**Task instructions**
From the records below, transcribe only the lines running from the one with "let handle = tokio::spawn(async" through the one with "let message = if". Keep both of those end lines.

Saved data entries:
————

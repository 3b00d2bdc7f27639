//! Runs the groups of one stage: concurrent hooks inside a group, groups in
//! sequence, updates merged in declaration order.

use std::any::Any;
use std::panic::{catch_unwind, AssertUnwindSafe};
use std::sync::Arc;
use std::time::{Duration, Instant};

use error_stack::Report;
use futures::future::join_all;
use serde_json::Value;
use tokio::task::{JoinError, JoinHandle};

use super::context::HookExecutionContext;
use super::invocation::{
    Hook, InvocationAction, InvocationContext, InvocationResult, InvocationStatus, ModuleContext,
    PayloadUpdate,
};
use super::outcome::{
    ExecutionAction, ExecutionStatus, GroupExecutionOutcome, HookExecutionOutcome,
    StageExecutionOutcome,
};
use super::payload::Payload;
use super::plan::HookId;
use super::stage::Stage;
use crate::activity::{ActivityInfrastructure, ActivityInvocationPayload, Component, ComponentPayload};
use crate::error::AuctionHooksError;

const TIMEOUT_MESSAGE: &str = "Timed out while executing action";
const MISSING_UPDATE_MESSAGE: &str = "Payload update is missing";
const REJECT_NOT_SUPPORTED_MESSAGE: &str = "Rejection is not supported during this stage";

type CallResult<P> = Result<InvocationResult<P>, Report<AuctionHooksError>>;

/// A hook resolved from the plan and ready to invoke.
pub(crate) struct PlannedHook<P: Payload> {
    pub(crate) id: HookId,
    pub(crate) hook: Arc<dyn Hook<P>>,
    /// Module-declared time limit.
    pub(crate) timeout: Option<Duration>,
    pub(crate) account_config: Option<Value>,
    pub(crate) initial_context: Option<ModuleContext>,
}

pub(crate) struct PlannedGroup<P: Payload> {
    pub(crate) timeout: Option<Duration>,
    pub(crate) hooks: Vec<PlannedHook<P>>,
}

/// Stage-wide facts shared by every hook of the stage.
pub(crate) struct StageInvocation<'a> {
    pub(crate) stage: Stage,
    pub(crate) entity: String,
    pub(crate) bidder: Option<String>,
    pub(crate) activities: &'a ActivityInfrastructure,
}

/// What a stage hands back to the exchange.
#[derive(Debug)]
pub struct HookStageExecutionResult<P> {
    /// Payload after every applied update; the input itself when nothing changed.
    pub payload: P,
    /// A hook rejected the stage; remaining groups were not run.
    pub rejected: bool,
    /// Also recorded in the execution context.
    pub outcome: StageExecutionOutcome,
}

impl<P> HookStageExecutionResult<P> {
    /// Result of a stage with nothing to run.
    pub(crate) fn unchanged(payload: P, outcome: StageExecutionOutcome) -> Self {
        Self {
            payload,
            rejected: false,
            outcome,
        }
    }
}

/// Runs `groups` in order against `payload` and records the stage outcome in
/// `context`. Never fails: hook faults end up in the outcome.
pub(crate) async fn execute_stage<P: Payload>(
    invocation: &StageInvocation<'_>,
    groups: Vec<PlannedGroup<P>>,
    payload: P,
    context: &mut HookExecutionContext,
) -> HookStageExecutionResult<P> {
    let started = Instant::now();
    let mut outcome = StageExecutionOutcome::new(invocation.entity.clone());
    let mut current = Arc::new(payload);
    let mut rejected = false;

    let total = groups.len();
    for (index, group) in groups.into_iter().enumerate() {
        let groups_left = u32::try_from(total - index).unwrap_or(u32::MAX);
        let group_run = execute_group(invocation, group, groups_left, &current, context).await;
        outcome.groups.push(group_run.outcome);

        if group_run.rejected {
            rejected = true;
            break;
        }
        if let Some(updated) = group_run.payload {
            current = Arc::new(updated);
        }
    }

    log::debug!(
        "Stage '{}' for '{}' ran {} group(s) in {}ms{}; {}",
        invocation.stage,
        invocation.entity,
        outcome.groups.len(),
        millis(started.elapsed()),
        if rejected { " (rejected)" } else { "" },
        context.timeout.log_line()
    );

    // An abandoned task may still hold the snapshot until its abort lands.
    let payload = Arc::try_unwrap(current).unwrap_or_else(|shared| (*shared).clone());
    context.push_stage_outcome(invocation.stage, outcome.clone());

    HookStageExecutionResult {
        payload,
        rejected,
        outcome,
    }
}

struct GroupRun<P> {
    outcome: GroupExecutionOutcome,
    rejected: bool,
    /// `None` when no hook updated the payload.
    payload: Option<P>,
}

enum Invocation<P> {
    Skipped(HookExecutionOutcome),
    Started {
        handle: JoinHandle<CallResult<P>>,
        started: Instant,
        slice: Duration,
    },
}

enum Finished<P> {
    Skipped(HookExecutionOutcome),
    Returned(CallResult<P>, u64),
    Crashed(JoinError, u64),
    TimedOut(u64),
}

async fn execute_group<P: Payload>(
    invocation: &StageInvocation<'_>,
    group: PlannedGroup<P>,
    groups_left: u32,
    payload: &Arc<P>,
    context: &mut HookExecutionContext,
) -> GroupRun<P> {
    let remaining = context.timeout.remaining();
    let group_slice = group
        .timeout
        .map_or(remaining / groups_left.max(1), |timeout| timeout.min(remaining));

    let mut pending = Vec::with_capacity(group.hooks.len());
    for planned in group.hooks {
        pending.push(start_hook(invocation, planned, group_slice, remaining, payload, context));
    }

    let finished = join_all(pending.into_iter().map(|(id, pending_hook)| async move {
        let finished = match pending_hook {
            Invocation::Skipped(outcome) => Finished::Skipped(outcome),
            Invocation::Started {
                mut handle,
                started,
                slice,
            } => {
                let budget = slice.saturating_sub(started.elapsed());
                match tokio::time::timeout(budget, &mut handle).await {
                    Ok(Ok(result)) => Finished::Returned(result, millis(started.elapsed())),
                    Ok(Err(error)) => Finished::Crashed(error, millis(started.elapsed())),
                    Err(_) => {
                        handle.abort();
                        Finished::TimedOut(millis(started.elapsed()))
                    }
                }
            }
        };
        (id, finished)
    }))
    .await;

    let mut hooks = Vec::with_capacity(finished.len());
    let mut updates = Vec::new();
    for (id, finished) in finished {
        let (outcome, update) = into_outcome(invocation.stage, id, finished);
        if let Some(module_context) = &outcome.module_context {
            context.put_module_context(&outcome.hook_id.module_code, Arc::clone(module_context));
        }
        if let Some(update) = update {
            updates.push((hooks.len(), update));
        }
        hooks.push(outcome);
    }

    if hooks.iter().any(HookExecutionOutcome::is_rejection) {
        return GroupRun {
            outcome: GroupExecutionOutcome { hooks },
            rejected: true,
            payload: None,
        };
    }

    let payload = if updates.is_empty() {
        None
    } else {
        Some(apply_updates(payload, updates, &mut hooks))
    };

    GroupRun {
        outcome: GroupExecutionOutcome { hooks },
        rejected: false,
        payload,
    }
}

fn start_hook<P: Payload>(
    invocation: &StageInvocation<'_>,
    planned: PlannedHook<P>,
    group_slice: Duration,
    remaining: Duration,
    payload: &Arc<P>,
    context: &HookExecutionContext,
) -> (HookId, Invocation<P>) {
    let PlannedHook {
        id,
        hook,
        timeout,
        account_config,
        initial_context,
    } = planned;

    if let Some(activity) = invocation.stage.privacy_activity() {
        let component = Component::general_module(id.module_code.clone());
        let activity_payload: Box<dyn ActivityInvocationPayload> = match payload.bid_request() {
            Some(request) => ComponentPayload::for_bid_request(component, request),
            None => Box::new(ComponentPayload::new(component)),
        };
        if !invocation.activities.is_allowed(activity, activity_payload.as_ref()) {
            log::debug!("Hook '{id}' not invoked: activity '{activity}' denied");
            let outcome = HookExecutionOutcome::skipped(
                id.clone(),
                format!("Hook invocation skipped: activity '{activity}' is not allowed"),
            );
            return (id, Invocation::Skipped(outcome));
        }
    }

    let slice = timeout.map_or(group_slice, |timeout| timeout.min(remaining));
    if slice.is_zero() {
        log::warn!("Hook '{id}' not started: no time left");
        let outcome =
            HookExecutionOutcome::failed(id.clone(), ExecutionStatus::Timeout, TIMEOUT_MESSAGE, 0);
        return (id, Invocation::Skipped(outcome));
    }

    let invocation_context = InvocationContext {
        endpoint: context.endpoint.clone(),
        stage: invocation.stage,
        timeout: slice,
        debug_enabled: context.debug_enabled,
        account_id: context.account_id().map(str::to_string),
        account_config,
        module_context: context
            .module_context(&id.module_code)
            .or(initial_context),
        bidder: invocation.bidder.clone(),
    };

    let input = Arc::clone(payload);
    let handle = tokio::spawn(async move { hook.call(&input, &invocation_context).await });

    (
        id,
        Invocation::Started {
            handle,
            started: Instant::now(),
            slice,
        },
    )
}

fn into_outcome<P: Payload>(
    stage: Stage,
    id: HookId,
    finished: Finished<P>,
) -> (HookExecutionOutcome, Option<PayloadUpdate<P>>) {
    match finished {
        Finished::Skipped(outcome) => (outcome, None),
        Finished::Returned(Ok(result), elapsed) => validate_result(stage, id, result, elapsed),
        Finished::Returned(Err(report), elapsed) => {
            let message = report.current_context().to_string();
            log::warn!("Hook '{id}' failed: {message}");
            let outcome =
                HookExecutionOutcome::failed(id, ExecutionStatus::ExecutionFailure, message, elapsed);
            (outcome, None)
        }
        Finished::Crashed(error, elapsed) => {
            let message = if error.is_panic() {
                format!("Hook panicked: {}", panic_message(error.into_panic()))
            } else {
                "Hook task was cancelled".to_string()
            };
            log::warn!("Hook '{id}' crashed: {message}");
            let outcome =
                HookExecutionOutcome::failed(id, ExecutionStatus::InvocationFailure, message, elapsed);
            (outcome, None)
        }
        Finished::TimedOut(elapsed) => {
            log::warn!("Hook '{id}' timed out after {elapsed}ms");
            let outcome =
                HookExecutionOutcome::failed(id, ExecutionStatus::Timeout, TIMEOUT_MESSAGE, elapsed);
            (outcome, None)
        }
    }
}

fn validate_result<P: Payload>(
    stage: Stage,
    id: HookId,
    result: InvocationResult<P>,
    elapsed: u64,
) -> (HookExecutionOutcome, Option<PayloadUpdate<P>>) {
    let InvocationResult {
        status,
        action,
        payload_update,
        message,
        errors,
        warnings,
        debug_messages,
        analytics_tags,
        module_context,
        seat_non_bids,
    } = result;

    let mut outcome = HookExecutionOutcome {
        hook_id: id,
        execution_time_ms: elapsed,
        status: ExecutionStatus::Success,
        action: ExecutionAction::NoAction,
        message,
        errors,
        warnings,
        debug_messages,
        analytics_tags,
        seat_non_bids,
        module_context,
    };

    let update = match (status, action) {
        (InvocationStatus::Failure, _) => {
            outcome.status = ExecutionStatus::Failure;
            None
        }
        (InvocationStatus::Success, InvocationAction::NoAction) => None,
        (InvocationStatus::Success, InvocationAction::Update) => {
            if payload_update.is_some() {
                outcome.action = ExecutionAction::Update;
            } else {
                outcome.status = ExecutionStatus::ExecutionFailure;
                outcome.message = Some(MISSING_UPDATE_MESSAGE.to_string());
            }
            payload_update
        }
        (InvocationStatus::Success, InvocationAction::Reject) if stage.is_reject_supported() => {
            outcome.action = ExecutionAction::Reject;
            None
        }
        (InvocationStatus::Success, InvocationAction::Reject) => {
            outcome.status = ExecutionStatus::ExecutionFailure;
            outcome.message = Some(REJECT_NOT_SUPPORTED_MESSAGE.to_string());
            None
        }
    };

    if outcome.status != ExecutionStatus::Success {
        log::warn!(
            "Hook '{}' result discarded: {}",
            outcome.hook_id,
            outcome.message.as_deref().unwrap_or("hook reported failure")
        );
    }
    (outcome, update)
}

/// Applies `updates` in declaration order. An update that panics is dropped
/// and its hook outcome turned into an execution failure.
fn apply_updates<P: Payload>(
    payload: &Arc<P>,
    updates: Vec<(usize, PayloadUpdate<P>)>,
    hooks: &mut [HookExecutionOutcome],
) -> P {
    let mut current = (**payload).clone();
    for (index, update) in updates {
        let backup = current.clone();
        match catch_unwind(AssertUnwindSafe(move || update(current))) {
            Ok(updated) => current = updated,
            Err(panic) => {
                current = backup;
                if let Some(outcome) = hooks.get_mut(index) {
                    let message = format!("Payload update failed: {}", panic_message(panic));
                    log::warn!("Hook '{}': {message}", outcome.hook_id);
                    outcome.status = ExecutionStatus::ExecutionFailure;
                    outcome.action = ExecutionAction::NoAction;
                    outcome.message = Some(message);
                }
            }
        }
    }
    current
}

fn panic_message(panic: Box<dyn Any + Send>) -> String {
    if let Some(message) = panic.downcast_ref::<&str>() {
        (*message).to_string()
    } else if let Some(message) = panic.downcast_ref::<String>() {
        message.clone()
    } else {
        "unknown panic".to_string()
    }
}

fn millis(duration: Duration) -> u64 {
    u64::try_from(duration.as_millis()).unwrap_or(u64::MAX)
}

————

**Response for this exercise**
    let handle = tokio::spawn(async move { hook.call(&input, &invocation_context).await });

    (
        id,
        Invocation::Started {
            handle,
            started: Instant::now(),
            slice,
        },
    )
}

fn into_outcome<P: Payload>(
    stage: Stage,
    id: HookId,
    finished: Finished<P>,
) -> (HookExecutionOutcome, Option<PayloadUpdate<P>>) {
    match finished {
        Finished::Skipped(outcome) => (outcome, None),
        Finished::Returned(Ok(result), elapsed) => validate_result(stage, id, result, elapsed),
        Finished::Returned(Err(report), elapsed) => {
            let message = report.current_context().to_string();
            log::warn!("Hook '{id}' failed: {message}");
            let outcome =
                HookExecutionOutcome::failed(id, ExecutionStatus::ExecutionFailure, message, elapsed);
            (outcome, None)
        }
        Finished::Crashed(error, elapsed) => {
            let message = if error.is_panic() {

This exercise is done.